Así que le pidió a la niñera que acostara a su hija en un rato y se fue al hospital.
Después de buscar a la enfermera y recuperar su identificación, entró a la habitación de la señora Vargas.
La habitación estaba en completo silencio, sin rastro de la cuidadora ni de la empleada.
A Elena le pareció extraño. Se acercó a la cama de la señora Vargas y notó que aún no había despertado.

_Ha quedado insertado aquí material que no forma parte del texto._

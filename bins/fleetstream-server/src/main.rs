use std::net::SocketAddr;
use std::sync::Arc;
use std::time::Duration;

use tracing_subscriber::{layer::SubscriberExt, util::SubscriberInitExt};

use fleetstream_providers::{MqttConfig, MqttIngest};
use fleetstream_server::{HttpAuthorizer, ServerConfig, StreamServer};
use fleetstream_web::{create_router, AdminState};

/// Read an environment variable with a fallback.
fn env_or(name: &str, default: &str) -> String {
    std::env::var(name).unwrap_or_else(|_| default.to_string())
}

#[tokio::main]
async fn main() -> anyhow::Result<()> {
    // Initialize tracing
    tracing_subscriber::registry()
        .with(tracing_subscriber::EnvFilter::new(
            std::env::var("RUST_LOG").unwrap_or_else(|_| "info,fleetstream_server=debug".into()),
        ))
        .with(tracing_subscriber::fmt::layer())
        .init();

    tracing::info!("FleetStream server starting...");

    // Configuration
    let ws_addr: SocketAddr = env_or("FLEETSTREAM_WS_ADDR", "0.0.0.0:8081").parse()?;
    let http_addr: SocketAddr = env_or("FLEETSTREAM_HTTP_ADDR", "0.0.0.0:8080").parse()?;
    let auth_base_url = env_or("FLEETSTREAM_AUTH_URL", "http://teslamate-api:8002");

    let mqtt_config = MqttConfig {
        broker_host: env_or("FLEETSTREAM_MQTT_HOST", "mosquitto"),
        broker_port: env_or("FLEETSTREAM_MQTT_PORT", "1883").parse()?,
        topic: env_or("FLEETSTREAM_MQTT_TOPIC", "fleet/v/#"),
        ..MqttConfig::default()
    };

    let config = ServerConfig {
        name: "fleetstream".to_string(),
        bind_addr: ws_addr,
        keepalive_interval: Duration::from_secs(10),
        ..ServerConfig::default()
    };

    // Start WebSocket server
    let server = StreamServer::new(config, Arc::new(HttpAuthorizer::new(auth_base_url)));
    let event_tx = server.event_sender();

    // Shared with the admin surface
    let router = server.router();
    let registry = server.registry();

    // Spawn WebSocket server
    let ws_handle = tokio::spawn(async move {
        if let Err(e) = server.run().await {
            tracing::error!("WebSocket server error: {}", e);
        }
    });

    // Start admin HTTP server
    let http_handle = tokio::spawn(async move {
        let app = create_router(AdminState::new(router, registry));
        match tokio::net::TcpListener::bind(http_addr).await {
            Ok(listener) => {
                tracing::info!("Admin HTTP server listening on {}", http_addr);
                if let Err(e) = axum::serve(listener, app).await {
                    tracing::error!("Admin HTTP server error: {}", e);
                }
            }
            Err(e) => tracing::error!("Failed to bind admin HTTP server: {}", e),
        }
    });

    // Start MQTT ingestion
    let mqtt_handle = tokio::spawn(async move {
        let ingest = MqttIngest::new(mqtt_config, event_tx);
        if let Err(e) = ingest.run().await {
            tracing::error!("MQTT ingest stopped: {}", e);
        }
    });

    tracing::info!("FleetStream server ready");
    tracing::info!("   Streaming: ws://localhost:8081/streaming/");
    tracing::info!("   Admin:     http://localhost:8080/");

    // Wait for shutdown signal
    tokio::select! {
        _ = tokio::signal::ctrl_c() => {
            tracing::info!("Received Ctrl+C, shutting down...");
        }
        _ = ws_handle => {
            tracing::warn!("WebSocket server stopped");
        }
        _ = http_handle => {
            tracing::warn!("Admin HTTP server stopped");
        }
        _ = mqtt_handle => {
            tracing::warn!("MQTT ingest stopped");
        }
    }

    tracing::info!("Shutdown complete");
    Ok(())
}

Su rostro lucía aún más pálido que durante el día, y sus labios tenían un tono algo amoratado.
Elena tocó el timbre de inmediato y desconectó la aguja de la vía intravenosa de la señora Vargas.
El doctor y las enfermeras llegaron corriendo. Al ver que el estado de la señora Vargas no era el adecuado, la trasladaron de urgencia a la sala de reanimación.
Elena guardó bien el frasco de la solución intravenosa, sin permitir que nadie lo tocara.
Luego, le ordenó a Bruno que llamara tanto a la cuidadora como a la empleada.
La cuidadora y la empleada no esperaban que Elena regresara de imprevisto, así que se quedaron a un lado, sintiéndose culpables.
Elena sonrió con frialdad, emanando un aura de autoridad imponente.
—A ver, explíquenme. ¿Dónde estaban hace un momento?
Su actitud se asemejaba bastante a la de Alejandro cuando se enojaba.
La cuidadora y la empleada comenzaron a temblar. Intercambiaron una mirada y bajaron la cabeza, atemorizadas.
Al ver que no hablaban, Elena se dirigió a Bruno:
—Manda a alguien a revisar las cámaras de seguridad y comprueba si hay algo raro con este frasco.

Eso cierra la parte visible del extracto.